TASK STATEMENT = An exact copy of all entries is the expected answer.

Stored items =
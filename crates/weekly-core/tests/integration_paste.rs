//! Integration test: full paste pipeline with the real HTTP title source.

mod common;

use weekly_core::config::SmartPasteConfig;
use weekly_core::smart_paste::{
    handle_paste, AutoAccept, HttpTitleSource, PassThrough, PasteOutcome, PasteRequest,
    MARKDOWN_LANGUAGE_ID,
};

fn doc(lines: &[&str]) -> Vec<String> {
    lines.iter().map(|s| s.to_string()).collect()
}

fn paste(lines: &[String], cursor: usize, text: &str) -> PasteOutcome {
    let req = PasteRequest {
        language_id: MARKDOWN_LANGUAGE_ID,
        lines,
        cursor_line: cursor,
        uri_list: None,
        plain_text: Some(text),
    };
    handle_paste(
        &SmartPasteConfig::default(),
        &req,
        &HttpTitleSource,
        &mut AutoAccept,
        None,
    )
}

#[test]
fn article_paste_through_redirect() {
    let base = common::page_server::start();
    let lines = doc(&["## 📕精选文章", "* 📄[Old](https://old.example)", ""]);
    let url = format!("{}/redirect", base);
    let out = paste(&lines, 2, &url);
    let edit = out.edit().expect("insert");
    assert_eq!(edit.insert_text, format!("* 📄[Plain Page]({})", url));
}

#[test]
fn other_section_uses_og_title() {
    let base = common::page_server::start();
    let lines = doc(&["## 🎮好玩有趣", ""]);
    let url = format!("{}/og", base);
    let out = paste(&lines, 1, &url);
    assert_eq!(
        out.edit().unwrap().insert_text,
        format!("**OG & Friends**  \n{}", url)
    );
}

#[test]
fn missing_title_and_http_errors_pass_through() {
    let base = common::page_server::start();
    let lines = doc(&["## Links", ""]);
    for path in ["/no-title", "/missing", "/server-error"] {
        let out = paste(&lines, 1, &format!("{}{}", base, path));
        assert!(
            matches!(
                out,
                PasteOutcome::PassThrough(PassThrough::NoTitle | PassThrough::Fetch(_))
            ),
            "{path}: {out:?}"
        );
    }
}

RESPONSE TO THIS EXERCISE =
filename crates/weekly-core/tests/integration_paste.rs
//! Integration test: full paste pipeline with the real HTTP title source.

mod common;

use weekly_core::config::SmartPasteConfig;
use weekly_core::smart_paste::{
    handle_paste, AutoAccept, HttpTitleSource, PassThrough, PasteOutcome, PasteRequest,
    MARKDOWN_LANGUAGE_ID,
};

fn doc(lines: &[&str]) -> Vec<String> {
    lines.iter().map(|s| s.to_string()).collect()
}

fn paste(lines: &[String], cursor: usize, text: &str) -> PasteOutcome {
    let req = PasteRequest {
        language_id: MARKDOWN_LANGUAGE_ID,
        lines,
        cursor_line: cursor,
        uri_list: None,
        plain_text: Some(text),
    };
    handle_paste(
        &SmartPasteConfig::default(),
        &req,
        &HttpTitleSource,
        &mut AutoAccept,
        None,
    )
}

#[test]
fn article_paste_through_redirect() {
    let base = common::page_server::start();
    let lines = doc(&["## 📕精选文章", "* 📄[Old](https://old.example)", ""]);
    let url = format!("{}/redirect", base);
    let out = paste(&lines, 2, &url);
    let edit = out.edit().expect("insert");
    assert_eq!(edit.insert_text, format!("* 📄[Plain Page]({})", url));
}

#[test]
fn other_section_uses_og_title() {
    let base = common::page_server::start();
    let lines = doc(&["## 🎮好玩有趣", ""]);
    let url = format!("{}/og", base);
    let out = paste(&lines, 1, &url);
    assert_eq!(
        out.edit().unwrap().insert_text,
        format!("**OG & Friends**  \n{}", url)
    );
}

#[test]
fn missing_title_and_http_errors_pass_through() {
    let base = common::page_server::start();
    let lines = doc(&["## Links", ""]);
    for path in ["/no-title", "/missing", "/server-error"] {
        let out = paste(&lines, 1, &format!("{}{}", base, path));
        assert!(
            matches!(
                out,
                PasteOutcome::PassThrough(PassThrough::NoTitle | PassThrough::Fetch(_))
            ),
            "{path}: {out:?}"
        );
    }
}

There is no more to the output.